On va retrouver cette interrogation inquiète et sans réponse dans l'esprit de la symphonie composée entre 1914 et 1916. Alors que l'humanité devrait stimuler son élan vital de manière "inextinguible", pourquoi cette tuerie, ce refus du positivisme, de l'humanisme ? La symphonie est composée classiquement de quatre mouvements mais enchainés sans pause. L'orchestre est typique du romantisme tardif même si la composition ne l'est pas du tout :
1 piccolo, 2 flûtes, 2 hautbois et un cor anglais, 2 clarinettes et 1 clarinette basse, 2 bassons et 1 contrebasson, 4 cors, 3 trompettes, 3 trombones dont un basse, un tuba, 2 jeux de timbales (à droite et à gauche de l'harmonie servis par deux timbaliers), des cordes. Pas de percussions ni de harpes. Une orchestration qui fait penser à Brahms et à Sibelius. La création eut lieu sous la direction du compositeur lors d'un concert privé en février 1916, puis en avril, la symphonie fut donnée en public.

Trois joyeux crânes (Laurits Andersen Ring - 1854-1933)
1 - Allegro : Une clameur barbare aux cuivres et au bois ff déchire l'espace sonore : un accord de tous les pupitres dominé par la virilité primitive des trombones. Une tonalité indéterminée. L'allegro s'élance en une marche mécanique et brutale des bois et des cordes rejoints par les cors, une course éperdue scandée par les timbales. Difficile de faire plus agressif pour symboliser la férocité des combats où des millions d'hommes s'étripent sans l'avoir choisi pour la plupart. Une musique de contraste lorsque [1:08] le violoncelle solo, la flûte et le hautbois stoppent net la furie et s'oppose à ce déferlement guerrier par une ardente et pastorale mélodie. Nielsen tend plus à développer des juxtapositions de courtes séquences mélodiques qu'à travailler sa partition dans la pure tradition des expositions et réexpositions de thèmes de la forme sonate. Je serais plus enclin à parler de leitmotive. [3:24] Nouvelle marche, mais goguenarde cette fois-ci, dans l'esprit d'un Chostakovitch.
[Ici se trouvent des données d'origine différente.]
//! Linearized state of one server
//!
//! `ServerState` combines the queue, the ready check engine and the games of
//! a server. Every method runs to completion without awaiting, and the only
//! caller is the server's actor task, so all mutations are applied one at a
//! time. Committed transitions are buffered and drained by the actor.

use crate::config::server::ServerSettings;
use crate::engine::snapshot::{ReadyCheckView, ServerSnapshot, Transition};
use crate::engine::{EngineComponents, EngineSettings};
use crate::error::{BarReason, EngineResult, QueueError};
use crate::game::lifecycle::GameLifecycle;
use crate::queue::store::QueueStore;
use crate::ready_check::check::{CancelReason, ReadyCheck, ReadyResponse};
use crate::ready_check::engine::{ReadyCheckEngine, RespondOutcome};
use crate::rating::storage::RatingEntry;
use crate::types::{
    GameCancelReason, GameId, GameOutcome, PlayerId, PlayerRating, RatingChange, ReadyCheckId,
    Role, ServerId, Side,
};
use chrono::{DateTime, Utc};
use std::collections::HashMap;
use tracing::{debug, error, info, warn};

/// What happened after a ready check answer
#[derive(Debug, Clone, PartialEq)]
pub enum ReadyCheckReply {
    /// Waiting on other participants
    Waiting { accepted: usize, total: usize },
    /// Everyone accepted and the game was created
    GameCreated(GameId),
    /// The check was cancelled
    Cancelled(CancelReason),
}

/// State of one server
pub struct ServerState {
    server_id: ServerId,
    settings: ServerSettings,
    engine_settings: EngineSettings,
    components: EngineComponents,
    queue: QueueStore,
    ready_checks: ReadyCheckEngine,
    games: GameLifecycle,
    transitions: Vec<Transition>,
}

impl ServerState {
    pub fn new(
        server_id: ServerId,
        settings: ServerSettings,
        engine_settings: EngineSettings,
        components: EngineComponents,
    ) -> Self {
        let timeout = chrono::Duration::from_std(engine_settings.ready_check_timeout)
            .unwrap_or_else(|_| chrono::Duration::seconds(60));

        Self {
            server_id,
            queue: QueueStore::new(server_id),
            ready_checks: ReadyCheckEngine::new(server_id, timeout),
            games: GameLifecycle::new(
                server_id,
                engine_settings.recent_games,
                engine_settings.closed_game_retention,
            ),
            settings,
            engine_settings,
            components,
            transitions: Vec::new(),
        }
    }

    pub fn server_id(&self) -> ServerId {
        self.server_id
    }

    pub fn settings(&self) -> &ServerSettings {
        &self.settings
    }

    pub fn queue(&self) -> &QueueStore {
        &self.queue
    }

    pub fn games(&self) -> &GameLifecycle {
        &self.games
    }

    /// The pending ready check, if any
    pub fn active_check(&self) -> Option<&ReadyCheck> {
        self.ready_checks.active()
    }

    pub fn ready_check_timeout(&self) -> std::time::Duration {
        self.engine_settings.ready_check_timeout
    }

    /// Transitions committed since the last call
    pub fn take_transitions(&mut self) -> Vec<Transition> {
        std::mem::take(&mut self.transitions)
    }

    /// Queue a player for one role
    pub fn join(&mut self, player_id: PlayerId, role: Role, now: DateTime<Utc>) -> EngineResult<()> {
        self.check_bar(player_id)?;
        self.queue.join(player_id, role, now)?;

        info!("Player {} queued as {} on server {}", player_id, role, self.server_id);
        self.transitions.push(Transition::PlayerQueued { player_id, role });
        self.try_matchmaking(now);

        Ok(())
    }

    /// Queue two players together
    pub fn join_duo(
        &mut self,
        first: (PlayerId, Role),
        second: (PlayerId, Role),
        now: DateTime<Utc>,
    ) -> EngineResult<()> {
        if first.1 == second.1 {
            return Err(QueueError::SameRolesForDuo { role: first.1 });
        }
        self.check_bar(first.0)?;
        self.check_bar(second.0)?;
        self.queue.join_duo(first, second, now)?;

        info!(
            "Players {} ({}) and {} ({}) queued as duo on server {}",
            first.0, first.1, second.0, second.1, self.server_id
        );
        self.transitions.push(Transition::DuoQueued {
            players: [first, second],
        });
        self.try_matchmaking(now);

        Ok(())
    }

    /// Remove a player from the queue
    ///
    /// Leaving while part of the pending ready check declines it. Returns
    /// whether the player had anything to leave.
    pub fn leave(&mut self, player_id: PlayerId, now: DateTime<Utc>) -> bool {
        if let Some((check, reason)) = self.ready_checks.withdraw(player_id) {
            self.apply_cancellation(&check, reason, now);
            return true;
        }

        match self.queue.leave(player_id) {
            Some(_) => {
                info!("Player {} left the queue on server {}", player_id, self.server_id);
                self.transitions.push(Transition::PlayerLeft { player_id });
                true
            }
            None => false,
        }
    }

    /// Answer the pending ready check
    pub fn respond(
        &mut self,
        player_id: PlayerId,
        response: ReadyResponse,
        now: DateTime<Utc>,
    ) -> EngineResult<ReadyCheckReply> {
        let outcome = self.ready_checks.respond(player_id, response)?;

        match outcome {
            RespondOutcome::Waiting { accepted, total } => {
                if let Some(check) = self.ready_checks.active() {
                    self.transitions.push(Transition::ReadyCheckAnswered {
                        check_id: check.id,
                        player_id,
                        response,
                    });
                }
                Ok(ReadyCheckReply::Waiting { accepted, total })
            }
            RespondOutcome::Confirmed(check) => {
                let created = self
                    .games
                    .create(&check.candidate, &mut self.queue, now)
                    .map(|game| game.id);
                self.ready_checks.finish();

                match created {
                    Ok(game_id) => {
                        self.transitions.push(Transition::GameCreated {
                            game_id,
                            check_id: check.id,
                        });
                        self.try_matchmaking(now);
                        Ok(ReadyCheckReply::GameCreated(game_id))
                    }
                    Err(e) => {
                        error!(
                            "Confirmed ready check {} on server {} could not create a game: {}",
                            check.id, self.server_id, e
                        );
                        self.transitions.push(Transition::ReadyCheckCancelled {
                            check_id: check.id,
                            reason: CancelReason::ForceCancelled,
                        });
                        self.try_matchmaking(now);
                        Err(e)
                    }
                }
            }
            RespondOutcome::Cancelled { check, reason } => {
                self.apply_cancellation(&check, reason.clone(), now);
                Ok(ReadyCheckReply::Cancelled(reason))
            }
        }
    }

    /// Deadline of a ready check passed
    pub fn expire(&mut self, check_id: ReadyCheckId, now: DateTime<Utc>) -> bool {
        match self.ready_checks.expire(check_id) {
            Some((check, reason)) => {
                self.apply_cancellation(&check, reason, now);
                true
            }
            None => false,
        }
    }

    /// Force-cancel the pending ready check without touching the queue
    pub fn cancel_ready_check(&mut self, now: DateTime<Utc>) -> Option<CancelReason> {
        let (check, reason) = self.ready_checks.cancel()?;
        self.apply_cancellation(&check, reason.clone(), now);
        Some(reason)
    }

    /// Clear the queue
    ///
    /// Players bound to the pending ready check keep their entries so the
    /// check can still be confirmed; everyone else is removed.
    pub fn reset_queue(&mut self) -> usize {
        let reserved = self
            .ready_checks
            .active()
            .map(|check| check.candidate.player_ids())
            .unwrap_or_default();
        let removed = self.queue.reset_except(&reserved);

        info!(
            "Queue of server {} reset, {} entries removed",
            self.server_id, removed
        );
        self.transitions.push(Transition::QueueReset { removed });

        removed
    }

    /// Record a game result and update ratings
    pub fn score_game(
        &mut self,
        game_id: GameId,
        outcome: GameOutcome,
        now: DateTime<Utc>,
    ) -> EngineResult<Vec<RatingChange>> {
        let game = self.games.score(game_id, outcome, now)?;
        self.transitions.push(Transition::GameScored {
            game_id,
            winner: outcome.winner,
        });

        if !game.is_two_sided() {
            debug!("Game {} is single-sided, ratings unchanged", game_id);
            return Ok(Vec::new());
        }

        match self.update_ratings(&game.team(Side::Blue), &game.team(Side::Red), outcome.winner) {
            Ok(changes) => Ok(changes),
            Err(e) => {
                // The result stands even if ratings could not be updated
                error!("Failed to update ratings for game {}: {}", game_id, e);
                Ok(Vec::new())
            }
        }
    }

    /// Void a game
    pub fn cancel_game(
        &mut self,
        game_id: GameId,
        reason: GameCancelReason,
        now: DateTime<Utc>,
    ) -> EngineResult<()> {
        self.games.cancel(game_id, reason.clone(), now)?;
        self.transitions.push(Transition::GameCancelled { game_id, reason });
        Ok(())
    }

    /// Open games created at or before `cutoff`
    pub fn games_awaiting_result(&self, cutoff: DateTime<Utc>) -> Vec<GameId> {
        self.games.awaiting_result_since(cutoff)
    }

    pub fn snapshot(&self, now: DateTime<Utc>) -> ServerSnapshot {
        ServerSnapshot {
            server_id: self.server_id,
            mode: self.settings.game_mode.name.clone(),
            queue: self.queue.entries().to_vec(),
            ready_check: self
                .ready_checks
                .active()
                .map(|check| ReadyCheckView::new(check, now)),
            games_awaiting_result: self.games.awaiting_result().into_iter().cloned().collect(),
            recent_games: self.games.recent(),
            taken_at: now,
        }
    }

    fn check_bar(&self, player_id: PlayerId) -> EngineResult<()> {
        if self.ready_checks.is_participant(player_id) {
            return Err(QueueError::PlayerBarred {
                player_id,
                reason: BarReason::InReadyCheck,
            });
        }
        if let Some(game_id) = self.games.player_game(player_id) {
            return Err(QueueError::PlayerBarred {
                player_id,
                reason: BarReason::InGame(game_id),
            });
        }
        Ok(())
    }

    /// Release the participants of a cancelled check
    ///
    /// Decliners, leavers and players who never answered lose their entry;
    /// everyone else stays queued.
    fn apply_cancellation(&mut self, check: &ReadyCheck, reason: CancelReason, now: DateTime<Utc>) {
        let dropped: Vec<PlayerId> = match &reason {
            CancelReason::Declined { player_id } | CancelReason::Left { player_id } => {
                vec![*player_id]
            }
            CancelReason::Timeout { non_responders } => non_responders.clone(),
            CancelReason::ForceCancelled => Vec::new(),
        };

        for player_id in &dropped {
            if self.queue.leave(*player_id).is_some() {
                debug!(
                    "Player {} removed from queue after ready check {}",
                    player_id, check.id
                );
            }
        }

        let rematch = reason != CancelReason::ForceCancelled;
        self.transitions.push(Transition::ReadyCheckCancelled {
            check_id: check.id,
            reason,
        });

        if rematch {
            self.try_matchmaking(now);
        }
    }

    /// Start a ready check if the queue can form a game
    fn try_matchmaking(&mut self, now: DateTime<Utc>) {
        if !self.ready_checks.is_idle() {
            return;
        }

        let ratings = self.current_ratings();
        let candidate = self.components.matchmaker.propose(
            self.server_id,
            self.queue.entries(),
            &self.settings.game_mode,
            &ratings,
        );
        let Some(candidate) = candidate else {
            return;
        };

        match self.ready_checks.start(candidate, now) {
            Ok(check) => {
                let transition = Transition::ReadyCheckStarted {
                    check_id: check.id,
                    players: check.candidate.player_ids(),
                };
                self.transitions.push(transition);
            }
            Err(e) => warn!("Could not start ready check on server {}: {}", self.server_id, e),
        }
    }

    fn current_ratings(&self) -> HashMap<PlayerId, PlayerRating> {
        let player_ids: Vec<PlayerId> = self.queue.entries().iter().map(|e| e.player_id).collect();

        match self
            .components
            .rating_storage
            .get_ratings(self.server_id, &player_ids)
        {
            Ok(entries) => entries
                .into_iter()
                .map(|(id, entry)| (id, entry.rating))
                .collect(),
            Err(e) => {
                warn!("Failed to load ratings for server {}: {}", self.server_id, e);
                HashMap::new()
            }
        }
    }

    fn update_ratings(
        &self,
        blue: &[PlayerId],
        red: &[PlayerId],
        winner: Side,
    ) -> EngineResult<Vec<RatingChange>> {
        let storage = &self.components.rating_storage;
        let calculator = &self.components.rating_calculator;

        let all: Vec<PlayerId> = blue.iter().chain(red).copied().collect();
        let mut entries = storage.get_ratings(self.server_id, &all)?;
        for player_id in &all {
            entries.entry(*player_id).or_insert_with(|| {
                RatingEntry::new(self.server_id, *player_id, calculator.get_initial_rating())
            });
        }

        let with_ratings = |team: &[PlayerId]| -> Vec<(PlayerId, PlayerRating)> {
            team.iter()
                .filter_map(|id| entries.get(id).map(|e| (*id, e.rating.clone())))
                .collect()
        };
        let result = calculator.calculate_team_game(&with_ratings(blue), &with_ratings(red), winner)?;

        let mut updated = Vec::with_capacity(result.rating_changes.len());
        for change in &result.rating_changes {
            if let Some(mut entry) = entries.remove(&change.player_id) {
                entry.record_game(change.new_rating.clone(), change.won);
                updated.push(entry);
            }
        }
        storage.store_ratings(updated)?;

        info!(
            "Ratings updated on server {} for {} players (winner expected score {:.3})",
            self.server_id,
            result.rating_changes.len(),
            result.winner_expected_score
        );

        Ok(result.rating_changes)
    }
}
Ce cortège grotesque gagne en puissance jusqu'à l'exposé en climax d'un motif qui ne sera rien d'autre que le fil conducteur de l'œuvre. [4:28] Apparaît ainsi un noble sujet synonyme de cette force vitale que le compositeur tente de mettre en avant comme l'élément salvateur du genre humain, une humanité qui perd le sens premier de ce mot car plus prompte à s'annihiler qu'à bâtir en honorant les bienfaits de la création…
Nielsen fait preuve d'une imagination inouïe dans la polyphonie et la richesse de son orchestration jamais confuse malgré les nombreux et déchirants tuttis. Une partition moderniste proche de l'inventivité d'un Stravinsky dans le Sacre en 1913. Herbert Blomstedt obtient à la fois une grande clarté du discours de son bel orchestre de San Francisco et une énergie drue et sans pathos lors des passages où toute la vigueur des cuivres est requise. Du grand art pour l'une des symphonies majeures de cette époque où la musique prend de plus en plus sa place dans les interrogations philosophiques.
Après de nombreux épisodes aux accents contrastés, le mouvement s'achève dans une douceur infinie, timbales et premiers violons ppp. Qui l'a emporté : la fureur et la cruauté ou l'amour de la vie ?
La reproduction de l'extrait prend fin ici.